• WHAT IS NEEDED:
Filter out all lines without the word "must" from the data below, please, and copy the rest.

• AVAILABLE DATA:
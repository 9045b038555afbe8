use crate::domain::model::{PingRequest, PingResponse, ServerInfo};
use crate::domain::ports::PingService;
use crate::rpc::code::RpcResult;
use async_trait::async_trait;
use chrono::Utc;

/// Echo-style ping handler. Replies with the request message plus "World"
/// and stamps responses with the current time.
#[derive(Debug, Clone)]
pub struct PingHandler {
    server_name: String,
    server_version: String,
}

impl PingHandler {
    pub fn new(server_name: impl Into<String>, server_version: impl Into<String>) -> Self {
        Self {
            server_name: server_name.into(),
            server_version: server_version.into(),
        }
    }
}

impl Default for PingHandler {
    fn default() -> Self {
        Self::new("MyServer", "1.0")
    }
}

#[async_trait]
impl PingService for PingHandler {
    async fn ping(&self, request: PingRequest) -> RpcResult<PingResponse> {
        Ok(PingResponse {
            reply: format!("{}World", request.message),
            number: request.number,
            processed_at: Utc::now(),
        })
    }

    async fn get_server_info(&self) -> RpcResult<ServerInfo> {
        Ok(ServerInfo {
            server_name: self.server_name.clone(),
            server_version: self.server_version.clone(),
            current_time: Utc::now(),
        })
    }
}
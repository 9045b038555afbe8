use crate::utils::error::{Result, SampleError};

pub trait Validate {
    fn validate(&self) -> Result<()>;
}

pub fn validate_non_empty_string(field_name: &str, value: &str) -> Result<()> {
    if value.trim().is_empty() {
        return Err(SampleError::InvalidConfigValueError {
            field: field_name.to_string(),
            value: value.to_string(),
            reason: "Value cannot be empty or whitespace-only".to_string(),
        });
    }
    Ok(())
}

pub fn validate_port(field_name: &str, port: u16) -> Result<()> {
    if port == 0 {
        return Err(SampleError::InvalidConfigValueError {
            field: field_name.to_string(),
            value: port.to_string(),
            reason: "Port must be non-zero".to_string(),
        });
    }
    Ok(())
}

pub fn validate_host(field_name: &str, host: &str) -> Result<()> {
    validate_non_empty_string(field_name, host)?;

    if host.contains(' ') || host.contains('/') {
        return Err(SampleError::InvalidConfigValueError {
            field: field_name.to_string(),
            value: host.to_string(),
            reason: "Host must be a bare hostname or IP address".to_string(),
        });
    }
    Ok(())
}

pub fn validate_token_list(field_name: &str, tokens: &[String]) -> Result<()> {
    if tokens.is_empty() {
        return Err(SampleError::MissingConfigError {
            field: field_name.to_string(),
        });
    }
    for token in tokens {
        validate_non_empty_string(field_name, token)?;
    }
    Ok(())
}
* * *
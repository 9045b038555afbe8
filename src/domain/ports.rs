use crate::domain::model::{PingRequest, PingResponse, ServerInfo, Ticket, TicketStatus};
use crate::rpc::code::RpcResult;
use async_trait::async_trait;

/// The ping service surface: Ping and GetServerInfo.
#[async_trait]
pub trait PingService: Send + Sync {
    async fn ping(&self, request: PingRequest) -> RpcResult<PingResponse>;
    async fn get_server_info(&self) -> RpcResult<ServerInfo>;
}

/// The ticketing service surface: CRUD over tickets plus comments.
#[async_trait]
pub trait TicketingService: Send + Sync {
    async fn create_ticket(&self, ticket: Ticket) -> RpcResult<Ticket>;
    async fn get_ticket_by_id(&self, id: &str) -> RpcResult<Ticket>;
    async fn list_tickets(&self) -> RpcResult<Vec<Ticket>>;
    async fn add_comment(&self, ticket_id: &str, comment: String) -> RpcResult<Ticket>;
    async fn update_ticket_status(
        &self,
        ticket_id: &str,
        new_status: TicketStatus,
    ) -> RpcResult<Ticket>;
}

• ANSWER:
            reason: "Port must be non-zero".to_string(),
            reason: "Host must be a bare hostname or IP address".to_string(),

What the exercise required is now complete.